### What is needed
Copy every record below exactly.

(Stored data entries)
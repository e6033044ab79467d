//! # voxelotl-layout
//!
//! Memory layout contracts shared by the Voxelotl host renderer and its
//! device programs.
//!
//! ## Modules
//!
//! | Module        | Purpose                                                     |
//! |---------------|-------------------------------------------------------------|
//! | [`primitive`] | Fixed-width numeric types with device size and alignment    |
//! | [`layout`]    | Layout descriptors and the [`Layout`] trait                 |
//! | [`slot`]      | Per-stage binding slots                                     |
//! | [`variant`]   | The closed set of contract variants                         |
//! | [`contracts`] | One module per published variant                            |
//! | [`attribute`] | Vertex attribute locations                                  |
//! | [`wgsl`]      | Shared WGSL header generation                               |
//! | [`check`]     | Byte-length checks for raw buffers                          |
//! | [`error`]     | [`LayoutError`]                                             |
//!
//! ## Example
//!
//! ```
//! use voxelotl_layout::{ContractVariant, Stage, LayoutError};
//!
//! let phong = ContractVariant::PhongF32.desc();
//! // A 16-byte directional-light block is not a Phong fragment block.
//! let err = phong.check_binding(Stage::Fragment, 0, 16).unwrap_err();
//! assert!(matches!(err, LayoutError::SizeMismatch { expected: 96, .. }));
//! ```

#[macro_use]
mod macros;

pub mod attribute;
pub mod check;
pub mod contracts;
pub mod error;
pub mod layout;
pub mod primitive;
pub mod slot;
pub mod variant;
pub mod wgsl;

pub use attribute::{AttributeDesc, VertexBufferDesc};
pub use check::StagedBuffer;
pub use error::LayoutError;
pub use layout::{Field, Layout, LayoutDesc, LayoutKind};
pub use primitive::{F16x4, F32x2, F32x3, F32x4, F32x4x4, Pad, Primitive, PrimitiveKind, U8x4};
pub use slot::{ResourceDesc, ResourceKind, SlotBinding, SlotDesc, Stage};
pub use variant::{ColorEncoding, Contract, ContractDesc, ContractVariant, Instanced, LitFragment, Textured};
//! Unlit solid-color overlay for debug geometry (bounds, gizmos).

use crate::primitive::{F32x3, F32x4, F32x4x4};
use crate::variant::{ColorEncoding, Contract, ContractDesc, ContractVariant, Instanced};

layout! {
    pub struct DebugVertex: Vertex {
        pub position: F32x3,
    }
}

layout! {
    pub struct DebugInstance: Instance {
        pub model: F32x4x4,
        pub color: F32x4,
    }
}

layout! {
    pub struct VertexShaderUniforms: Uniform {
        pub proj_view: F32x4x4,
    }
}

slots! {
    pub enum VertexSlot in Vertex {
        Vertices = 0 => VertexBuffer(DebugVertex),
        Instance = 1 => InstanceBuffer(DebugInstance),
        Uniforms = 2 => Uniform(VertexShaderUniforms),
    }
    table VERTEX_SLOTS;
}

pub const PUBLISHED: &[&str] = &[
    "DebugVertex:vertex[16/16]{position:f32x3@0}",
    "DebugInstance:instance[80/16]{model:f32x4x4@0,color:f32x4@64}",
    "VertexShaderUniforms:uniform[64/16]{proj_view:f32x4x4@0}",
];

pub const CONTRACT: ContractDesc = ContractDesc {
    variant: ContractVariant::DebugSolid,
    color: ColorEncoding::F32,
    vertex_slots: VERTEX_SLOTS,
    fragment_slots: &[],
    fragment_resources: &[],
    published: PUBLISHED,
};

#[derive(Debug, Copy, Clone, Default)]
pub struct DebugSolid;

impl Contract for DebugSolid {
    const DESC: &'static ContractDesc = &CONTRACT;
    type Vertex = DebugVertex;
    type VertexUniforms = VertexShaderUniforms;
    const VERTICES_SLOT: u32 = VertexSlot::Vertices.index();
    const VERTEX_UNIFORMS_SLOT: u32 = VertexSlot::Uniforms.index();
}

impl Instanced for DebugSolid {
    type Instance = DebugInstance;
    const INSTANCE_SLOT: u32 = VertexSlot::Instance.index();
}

### Problem solution
repository e6033044ab79467d
//! # voxelotl-layout
//!
//! Memory layout contracts shared by the Voxelotl host renderer and its
//! device programs.
//!
//! ## Modules
//!
//! | Module        | Purpose                                                     |
//! |---------------|-------------------------------------------------------------|
//! | [`primitive`] | Fixed-width numeric types with device size and alignment    |
//! | [`layout`]    | Layout descriptors and the [`Layout`] trait                 |
//! | [`slot`]      | Per-stage binding slots                                     |
//! | [`variant`]   | The closed set of contract variants                         |
//! | [`contracts`] | One module per published variant                            |
//! | [`attribute`] | Vertex attribute locations                                  |
//! | [`wgsl`]      | Shared WGSL header generation                               |
//! | [`check`]     | Byte-length checks for raw buffers                          |
//! | [`error`]     | [`LayoutError`]                                             |
//!
//! ## Example
//!
//! ```
//! use voxelotl_layout::{ContractVariant, Stage, LayoutError};
//!
//! let phong = ContractVariant::PhongF32.desc();
//! // A 16-byte directional-light block is not a Phong fragment block.
//! let err = phong.check_binding(Stage::Fragment, 0, 16).unwrap_err();
//! assert!(matches!(err, LayoutError::SizeMismatch { expected: 96, .. }));
//! ```

#[macro_use]
mod macros;

pub mod attribute;
pub mod check;
pub mod contracts;
pub mod error;
pub mod layout;
pub mod primitive;
pub mod slot;
pub mod variant;
pub mod wgsl;

pub use attribute::{AttributeDesc, VertexBufferDesc};
pub use check::StagedBuffer;
pub use error::LayoutError;
pub use layout::{Field, Layout, LayoutDesc, LayoutKind};
pub use primitive::{F16x4, F32x2, F32x3, F32x4, F32x4x4, Pad, Primitive, PrimitiveKind, U8x4};
pub use slot::{ResourceDesc, ResourceKind, SlotBinding, SlotDesc, Stage};
pub use variant::{ColorEncoding, Contract, ContractDesc, ContractVariant, Instanced, LitFragment, Textured};
//! Unlit solid-color overlay for debug geometry (bounds, gizmos).

use crate::primitive::{F32x3, F32x4, F32x4x4};
use crate::variant::{ColorEncoding, Contract, ContractDesc, ContractVariant, Instanced};

layout! {
    pub struct DebugVertex: Vertex {
        pub position: F32x3,
    }
}

layout! {
    pub struct DebugInstance: Instance {
        pub model: F32x4x4,
        pub color: F32x4,
    }
}

layout! {
    pub struct VertexShaderUniforms: Uniform {
        pub proj_view: F32x4x4,
    }
}

slots! {
    pub enum VertexSlot in Vertex {
        Vertices = 0 => VertexBuffer(DebugVertex),
        Instance = 1 => InstanceBuffer(DebugInstance),
        Uniforms = 2 => Uniform(VertexShaderUniforms),
    }
    table VERTEX_SLOTS;
}

pub const PUBLISHED: &[&str] = &[
    "DebugVertex:vertex[16/16]{position:f32x3@0}",
    "DebugInstance:instance[80/16]{model:f32x4x4@0,color:f32x4@64}",
    "VertexShaderUniforms:uniform[64/16]{proj_view:f32x4x4@0}",
];

pub const CONTRACT: ContractDesc = ContractDesc {
    variant: ContractVariant::DebugSolid,
    color: ColorEncoding::F32,
    vertex_slots: VERTEX_SLOTS,
    fragment_slots: &[],
    fragment_resources: &[],
    published: PUBLISHED,
};

#[derive(Debug, Copy, Clone, Default)]
pub struct DebugSolid;

impl Contract for DebugSolid {
    const DESC: &'static ContractDesc = &CONTRACT;
    type Vertex = DebugVertex;
    type VertexUniforms = VertexShaderUniforms;
    const VERTICES_SLOT: u32 = VertexSlot::Vertices.index();
    const VERTEX_UNIFORMS_SLOT: u32 = VertexSlot::Uniforms.index();
}

impl Instanced for DebugSolid {
    type Instance = DebugInstance;
    const INSTANCE_SLOT: u32 = VertexSlot::Instance.index();
}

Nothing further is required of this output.